Près de 10 000 “foulards rouges” ont manifesté dans le calme à Paris, dimanche, pour réclamer l’arrêt des violences. Sur leur chemin, ils ont croisé quelques “gilets jaunes”, provoquant quelques échanges verbaux. 

Par Margaux Duguet

Il n’y a encore pas grand monde à s’être retrouvé près du petit kiosque de la place de la Nation quand des éclats de voix surgissent. Un jeune homme, casquette et lunettes noires, discute vigoureusement avec quelques foulards rouges. “C’est vous qui êtes bête, je vous donne des preuves concrètes et vous ne voyez pas la réalité !”, lance-t-il à la foule. Un attroupement se forme, des journalistes accourent. Le ton monte. “On est en République, merde ! Les gens ont le droit de parler, laissez-le parler. On est là pour se battre pour la République”, s’énerve un organisateur.

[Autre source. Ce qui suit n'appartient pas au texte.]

use std::collections::HashMap;
use std::sync::Arc;
use std::time::Duration;

use chrono::{NaiveDate, NaiveDateTime};
use moka::future::Cache;
use tokio::sync::RwLock;
use tracing::{debug, info};
use uuid::Uuid;

use super::{AttendanceSource, Directory, RequestSource, TaskSource, fixtures};
use crate::error::{DomainError, DomainResult};
use crate::model::{Attendance, EmployeeAttendance, LeaveRequest, Project, Review, TaskItem, User};
use crate::utils::clock::Clock;

/// Tunables for [`MockDataSource`].
#[derive(Debug, Clone)]
pub struct MockOptions {
    /// Artificial delay applied to every call.
    pub latency: Duration,
    /// Days of generated history before today.
    pub history_days: u32,
    pub cache_ttl: Duration,
}

impl Default for MockOptions {
    fn default() -> Self {
        Self {
            latency: Duration::ZERO,
            history_days: 90,
            cache_ttl: Duration::from_secs(300),
        }
    }
}

/// In-process backend seeded from [`fixtures`]. Calls never fail for
/// infrastructure reasons; they only report domain errors.
pub struct MockDataSource {
    options: MockOptions,
    clock: Arc<dyn Clock>,
    users: Vec<User>,
    attendance: RwLock<Vec<Attendance>>,
    requests: RwLock<Vec<LeaveRequest>>,
    projects: RwLock<HashMap<Uuid, Project>>,
    tasks: RwLock<Vec<TaskItem>>,
    /// Merged (generated + recorded) history per user.
    history: Cache<Uuid, Arc<Vec<Attendance>>>,
}

impl MockDataSource {
    pub fn new(clock: Arc<dyn Clock>, options: MockOptions) -> Self {
        let now = clock.now();
        let demo = fixtures::demo_employee();

        let mut users = vec![demo.clone(), fixtures::admin()];
        users.extend(fixtures::roster());

        let mut requests = fixtures::employee_requests(&demo, now);
        requests.extend(fixtures::admin_requests(now));

        let mut projects = HashMap::new();
        projects.insert(demo.id, fixtures::project());

        let history = Cache::builder()
            .max_capacity(10_000)
            .time_to_live(options.cache_ttl)
            .build();

        info!(
            users = users.len(),
            requests = requests.len(),
            latency_ms = options.latency.as_millis() as u64,
            "Mock data source seeded"
        );

        Self {
            clock,
            users,
            attendance: RwLock::new(fixtures::roster_attendance(now.date())),
            requests: RwLock::new(requests),
            projects: RwLock::new(projects),
            tasks: RwLock::new(fixtures::tasks(demo.id, now)),
            history,
            options,
        }
    }

    async fn simulate_latency(&self) {
        if !self.options.latency.is_zero() {
            tokio::time::sleep(self.options.latency).await;
        }
    }

    fn employees_only(&self) -> impl Iterator<Item = &User> {
        self.users.iter().filter(|u| !u.role.is_admin())
    }

    async fn build_history(&self, user_id: Uuid) -> Vec<Attendance> {
        let today = self.clock.today();
        let mut merged = fixtures::generated_history(user_id, today, self.options.history_days);

        let recorded = self.attendance.read().await;
        for record in recorded.iter().filter(|r| r.user_id == user_id) {
            merged.retain(|g| g.date != record.date);
            merged.push(record.clone());
        }
        merged.sort_by(|a, b| b.date.cmp(&a.date));
        debug!(%user_id, records = merged.len(), "Built attendance history");
        merged
    }
}

impl Directory for MockDataSource {
    async fn authenticate(&self, email: &str, password: &str) -> DomainResult<User> {
        self.simulate_latency().await;

        let email = email.trim().to_lowercase();
        if email == fixtures::ADMIN_EMAIL && password == fixtures::ADMIN_PASSWORD {
            return Ok(fixtures::admin());
        }
        if email.ends_with(fixtures::COMPANY_DOMAIN) && password == fixtures::EMPLOYEE_PASSWORD {
            return Ok(fixtures::demo_employee());
        }
        Err(DomainError::validation("Invalid email or password"))
    }

    async fn employees(&self) -> DomainResult<Vec<User>> {
        self.simulate_latency().await;
        Ok(self.employees_only().cloned().collect())
    }
}

impl AttendanceSource for MockDataSource {
    async fn attendance_for_day(
        &self,
        user_id: Uuid,
        date: NaiveDate,
    ) -> DomainResult<Option<Attendance>> {
        self.simulate_latency().await;
        let records = self.attendance.read().await;
        Ok(records
            .iter()
            .find(|r| r.user_id == user_id && r.date == date)
            .cloned())
    }

    async fn attendance_history(&self, user_id: Uuid) -> DomainResult<Vec<Attendance>> {
        self.simulate_latency().await;
        let history = self
            .history
            .get_with(user_id, async { Arc::new(self.build_history(user_id).await) })
            .await;
        Ok(history.as_ref().clone())
    }

    async fn open_attendance(&self, record: Attendance) -> DomainResult<Attendance> {
        self.simulate_latency().await;
        {
            let mut records = self.attendance.write().await;
            if let Some(existing) = records
                .iter()
                .find(|r| r.user_id == record.user_id && r.date == record.date)
            {
                let state = if existing.is_open() { "checked_in" } else { "checked_out" };
                return Err(DomainError::transition("attendance", state, "check in"));
            }
            records.push(record.clone());
        }
        self.history.invalidate(&record.user_id).await;
        Ok(record)
    }

    async fn close_attendance(&self, user_id: Uuid, at: NaiveDateTime) -> DomainResult<Attendance> {
        self.simulate_latency().await;
        let closed = {
            let mut records = self.attendance.write().await;
            let record = records
                .iter_mut()
                .filter(|r| r.user_id == user_id && r.is_open())
                .max_by_key(|r| r.check_in_time)
                .ok_or_else(|| DomainError::not_found("open attendance", user_id))?;
            record.close(at)?;
            record.clone()
        };
        self.history.invalidate(&user_id).await;
        Ok(closed)
    }

    async fn save_attendance(&self, record: Attendance) -> DomainResult<Attendance> {
        self.simulate_latency().await;
        {
            let mut records = self.attendance.write().await;
            match records.iter_mut().find(|r| r.id == record.id) {
                Some(existing) => *existing = record.clone(),
                None => records.push(record.clone()),
            }
        }
        self.history.invalidate(&record.user_id).await;
        Ok(record)
    }

    async fn roster_for_day(&self, date: NaiveDate) -> DomainResult<Vec<EmployeeAttendance>> {
        self.simulate_latency().await;
        let records = self.attendance.read().await;
        Ok(self
            .employees_only()
            .map(|employee| EmployeeAttendance {
                attendance: records
                    .iter()
                    .find(|r| r.user_id == employee.id && r.date == date)
                    .cloned(),
                employee: employee.clone(),
            })
            .collect())
    }
}

impl RequestSource for MockDataSource {
    async fn requests_for_user(&self, user_id: Uuid) -> DomainResult<Vec<LeaveRequest>> {
        self.simulate_latency().await;
        let requests = self.requests.read().await;
        Ok(requests.iter().filter(|r| r.user_id == user_id).cloned().collect())
    }

    async fn all_requests(&self) -> DomainResult<Vec<LeaveRequest>> {
        self.simulate_latency().await;
        Ok(self.requests.read().await.clone())
    }

    async fn create_request(&self, request: LeaveRequest) -> DomainResult<LeaveRequest> {
        self.simulate_latency().await;
        self.requests.write().await.insert(0, request.clone());
        Ok(request)
    }

    async fn review_request(&self, id: Uuid, review: Review) -> DomainResult<LeaveRequest> {
        self.simulate_latency().await;
        let mut requests = self.requests.write().await;
        let request = requests
            .iter_mut()
            .find(|r| r.id == id)
            .ok_or_else(|| DomainError::not_found("leave request", id))?;
        request.review(review)?;
        Ok(request.clone())
    }

    async fn delete_request(&self, author_id: Uuid, id: Uuid) -> DomainResult<()> {
        self.simulate_latency().await;
        let mut requests = self.requests.write().await;
        let index = requests
            .iter()
            .position(|r| r.id == id && r.user_id == author_id)
            .ok_or_else(|| DomainError::not_found("leave request", id))?;
        requests[index].ensure_deletable()?;
        requests.remove(index);
        Ok(())
    }
}

impl TaskSource for MockDataSource {
    async fn current_project(&self, user_id: Uuid) -> DomainResult<Option<Project>> {
        self.simulate_latency().await;
        Ok(self.projects.read().await.get(&user_id).cloned())
    }

    async fn save_project(&self, user_id: Uuid, project: Project) -> DomainResult<Project> {
        self.simulate_latency().await;
        self.projects.write().await.insert(user_id, project.clone());
        Ok(project)
    }

    async fn tasks_for_user(&self, user_id: Uuid) -> DomainResult<Vec<TaskItem>> {
        self.simulate_latency().await;
        let tasks = self.tasks.read().await;
        Ok(tasks.iter().filter(|t| t.user_id == user_id).cloned().collect())
    }

    async fn create_task(&self, task: TaskItem) -> DomainResult<TaskItem> {
        self.simulate_latency().await;
        self.tasks.write().await.insert(0, task.clone());
        Ok(task)
    }

    async fn update_task(&self, task: TaskItem) -> DomainResult<TaskItem> {
        self.simulate_latency().await;
        let mut tasks = self.tasks.write().await;
        let slot = tasks
            .iter_mut()
            .find(|t| t.id == task.id)
            .ok_or_else(|| DomainError::not_found("task", task.id))?;
        *slot = task.clone();
        Ok(task)
    }

    async fn delete_task(&self, id: Uuid) -> DomainResult<()> {
        self.simulate_latency().await;
        let mut tasks = self.tasks.write().await;
        let before = tasks.len();
        tasks.retain(|t| t.id != id);
        if tasks.len() == before {
            return Err(DomainError::not_found("task", id));
        }
        Ok(())
    }
}

#[cfg(test)]
mod tests {
    use super::*;
    use crate::model::{Decision, RequestStatus};
    use crate::utils::clock::FixedClock;

    fn source() -> MockDataSource {
        MockDataSource::new(
            Arc::new(FixedClock::new(fixtures::fixture_now())),
            MockOptions::default(),
        )
    }

    #[tokio::test]
    async fn authenticates_known_accounts() {
        let src = source();
        let admin = src.authenticate("ADMIN@testsolz.com", "admin123").await.unwrap();
        assert!(admin.role.is_admin());

        let employee = src.authenticate("someone@testsolz.com", "test123").await.unwrap();
        assert_eq!(employee.id, fixtures::DEMO_EMPLOYEE_ID);

        let err = src.authenticate("someone@elsewhere.com", "test123").await.unwrap_err();
        assert_eq!(err.user_message(), "Invalid email or password");
    }

    #[tokio::test]
    async fn history_reflects_saved_records() {
        let src = source();
        let before = src.attendance_history(fixtures::DEMO_EMPLOYEE_ID).await.unwrap();
        assert!(before.iter().all(|r| r.date < fixtures::fixture_now().date()));

        let today = Attendance::open(fixtures::DEMO_EMPLOYEE_ID, fixtures::fixture_now());
        src.save_attendance(today.clone()).await.unwrap();

        let after = src.attendance_history(fixtures::DEMO_EMPLOYEE_ID).await.unwrap();
        assert_eq!(after.len(), before.len() + 1);
        assert_eq!(after[0].id, today.id);
    }

    #[tokio::test]
    async fn roster_excludes_admins() {
        let src = source();
        let rows = src.roster_for_day(fixtures::fixture_now().date()).await.unwrap();
        assert_eq!(rows.len(), 5);
        assert!(rows.iter().all(|r| !r.employee.role.is_admin()));
    }

    #[tokio::test]
    async fn review_is_guarded_by_state() {
        let src = source();
        let approved = src
            .all_requests()
            .await
            .unwrap()
            .into_iter()
            .find(|r| r.status == RequestStatus::Approved)
            .unwrap();

        let review = Review {
            decision: Decision::Reject,
            comment: None,
            reviewer: "Admin User".into(),
            at: fixtures::fixture_now(),
        };
        let err = src.review_request(approved.id, review.clone()).await.unwrap_err();
        assert!(matches!(err, DomainError::InvalidStateTransition { .. }));

        let err = src.review_request(Uuid::new_v4(), review).await.unwrap_err();
        assert!(matches!(err, DomainError::NotFound { .. }));

        let err = src.delete_request(approved.user_id, approved.id).await.unwrap_err();
        assert!(matches!(err, DomainError::InvalidStateTransition { .. }));
    }

    #[tokio::test]
    async fn delete_is_scoped_to_the_author() {
        let src = source();
        let foreign = src
            .all_requests()
            .await
            .unwrap()
            .into_iter()
            .find(|r| r.user_id == fixtures::SARAH_WILSON_ID)
            .unwrap();

        let err = src
            .delete_request(fixtures::DEMO_EMPLOYEE_ID, foreign.id)
            .await
            .unwrap_err();
        assert!(matches!(err, DomainError::NotFound { .. }));
        assert!(src.all_requests().await.unwrap().iter().any(|r| r.id == foreign.id));

        src.delete_request(fixtures::SARAH_WILSON_ID, foreign.id).await.unwrap();
        assert!(src.all_requests().await.unwrap().iter().all(|r| r.id != foreign.id));
    }

    #[tokio::test]
    async fn open_attendance_keeps_one_record_per_day() {
        let src = source();
        let now = fixtures::fixture_now();
        src.open_attendance(Attendance::open(fixtures::DEMO_EMPLOYEE_ID, now))
            .await
            .unwrap();

        let err = src
            .open_attendance(Attendance::open(fixtures::DEMO_EMPLOYEE_ID, now))
            .await
            .unwrap_err();
        assert!(matches!(err, DomainError::InvalidStateTransition { .. }));

        let closed = src
            .close_attendance(fixtures::DEMO_EMPLOYEE_ID, now + chrono::Duration::hours(6))
            .await
            .unwrap();
        assert!(closed.is_checked_out());
        let err = src
            .close_attendance(fixtures::DEMO_EMPLOYEE_ID, now + chrono::Duration::hours(7))
            .await
            .unwrap_err();
        assert!(matches!(err, DomainError::NotFound { .. }));
    }
}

Le jeune homme, qui s’avérera être un “gilet jaune”, est exfiltré rapidement. Il était venu voir à quoi ressemblait “la Marche républicaine des Libertés” qui a réuni, dimanche 27 novembre, 10 500 personnes, selon la préfecture de police de Paris. Venus “dire stop aux violences” et “défendre la démocratie”, ces “foulards rouges” ont battu le pavé parisien sans incidents et dans une ambiance bon enfant. Ils ont croisé sur leur route et notamment à la fin du parcours quelques “gilets jaunes”. Un face-à-face parfois tendu, qui selon un “gilet jaune”, a réuni dans un même lieu deux France que tout oppose.

“La France gilet jaune, vive les pauvres !”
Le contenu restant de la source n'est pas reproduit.